//! Payslip page layout.
//!
//! A pure geometric partition of a fixed physical page into three equal
//! vertical bands, one payslip per band. Each band is sub-partitioned into
//! a header strip, an employee-info strip, a two-column
//! earnings/deductions table, a boxed net-pay line, and a footer that
//! carries the generation timestamp and statutory account numbers. The
//! renderer that draws the regions is an external collaborator.

use chrono::{DateTime, Utc};
use serde::{Deserialize, Serialize};

use crate::calculation::MonthSpan;
use crate::models::PayslipFigures;

/// Page width in points (A4 portrait).
pub const PAGE_WIDTH: f64 = 595.28;
/// Page height in points (A4 portrait).
pub const PAGE_HEIGHT: f64 = 841.89;
/// Uniform page margin in points.
pub const PAGE_MARGIN: f64 = 24.0;
/// Payslips per physical page.
pub const SLIPS_PER_PAGE: usize = 3;

const HEADER_HEIGHT: f64 = 26.0;
const INFO_HEIGHT: f64 = 38.0;
const NET_PAY_HEIGHT: f64 = 22.0;
const FOOTER_HEIGHT: f64 = 18.0;

/// An axis-aligned region on the page, in points, origin top-left.
#[derive(Debug, Clone, Copy, PartialEq, Serialize, Deserialize)]
pub struct Rect {
    /// Left edge.
    pub x: f64,
    /// Top edge.
    pub y: f64,
    /// Region width.
    pub width: f64,
    /// Region height.
    pub height: f64,
}

/// The sub-regions of one payslip band.
#[derive(Debug, Clone, Copy, PartialEq, Serialize, Deserialize)]
pub struct SlipRegions {
    /// The whole band.
    pub band: Rect,
    /// Company/report header strip.
    pub header: Rect,
    /// Employee name, number, and position strip.
    pub employee_info: Rect,
    /// Left table column: earnings lines.
    pub earnings_column: Rect,
    /// Right table column: deduction lines.
    pub deductions_column: Rect,
    /// Boxed net-pay line.
    pub net_pay_box: Rect,
    /// Footer: generation timestamp and PF/ESI account numbers.
    pub footer: Rect,
}

/// One placed payslip: its band geometry plus the figures to print.
#[derive(Debug, Clone, PartialEq, Serialize, Deserialize)]
pub struct PayslipSlot {
    /// Where the slip sits on its page.
    pub regions: SlipRegions,
    /// What the renderer prints in it.
    pub figures: PayslipFigures,
}

/// One physical page of up to [`SLIPS_PER_PAGE`] payslips.
#[derive(Debug, Clone, PartialEq, Serialize, Deserialize)]
pub struct PayslipPage {
    /// 1-based page number.
    pub number: u32,
    /// The slips placed on this page, top to bottom.
    pub slips: Vec<PayslipSlot>,
}

/// The laid-out payslip document for one month.
#[derive(Debug, Clone, PartialEq, Serialize, Deserialize)]
pub struct PayslipDocument {
    /// The selected month, formatted as `YYYY-MM`.
    pub month: String,
    /// When the document was generated; printed in every slip footer.
    pub generated_at: DateTime<Utc>,
    /// The pages, in input order.
    pub pages: Vec<PayslipPage>,
}

/// Places payslip figures three-per-page in input order.
pub fn layout_payslips(
    span: &MonthSpan,
    figures: Vec<PayslipFigures>,
    generated_at: DateTime<Utc>,
) -> PayslipDocument {
    let pages = figures
        .chunks(SLIPS_PER_PAGE)
        .enumerate()
        .map(|(page_index, chunk)| PayslipPage {
            number: page_index as u32 + 1,
            slips: chunk
                .iter()
                .enumerate()
                .map(|(slot, figures)| PayslipSlot {
                    regions: slip_regions(slot),
                    figures: figures.clone(),
                })
                .collect(),
        })
        .collect();

    PayslipDocument {
        month: span.to_string(),
        generated_at,
        pages,
    }
}

/// Computes the fixed sub-regions of the band at `slot` (0-based, top down).
fn slip_regions(slot: usize) -> SlipRegions {
    let band_height = (PAGE_HEIGHT - 2.0 * PAGE_MARGIN) / SLIPS_PER_PAGE as f64;
    let x = PAGE_MARGIN;
    let width = PAGE_WIDTH - 2.0 * PAGE_MARGIN;
    let top = PAGE_MARGIN + slot as f64 * band_height;

    let table_height =
        band_height - HEADER_HEIGHT - INFO_HEIGHT - NET_PAY_HEIGHT - FOOTER_HEIGHT;
    let table_top = top + HEADER_HEIGHT + INFO_HEIGHT;
    let column_width = width / 2.0;

    SlipRegions {
        band: Rect {
            x,
            y: top,
            width,
            height: band_height,
        },
        header: Rect {
            x,
            y: top,
            width,
            height: HEADER_HEIGHT,
        },
        employee_info: Rect {
            x,
            y: top + HEADER_HEIGHT,
            width,
            height: INFO_HEIGHT,
        },
        earnings_column: Rect {
            x,
            y: table_top,
            width: column_width,
            height: table_height,
        },
        deductions_column: Rect {
            x: x + column_width,
            y: table_top,
            width: column_width,
            height: table_height,
        },
        net_pay_box: Rect {
            x,
            y: table_top + table_height,
            width,
            height: NET_PAY_HEIGHT,
        },
        footer: Rect {
            x,
            y: table_top + table_height + NET_PAY_HEIGHT,
            width,
            height: FOOTER_HEIGHT,
        },
    }
}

|---|

→ What is being asked
Using the entries above, return each line in which the word "crate" occurs.

→ Solution
use crate::calculation::MonthSpan;
use crate::models::PayslipFigures;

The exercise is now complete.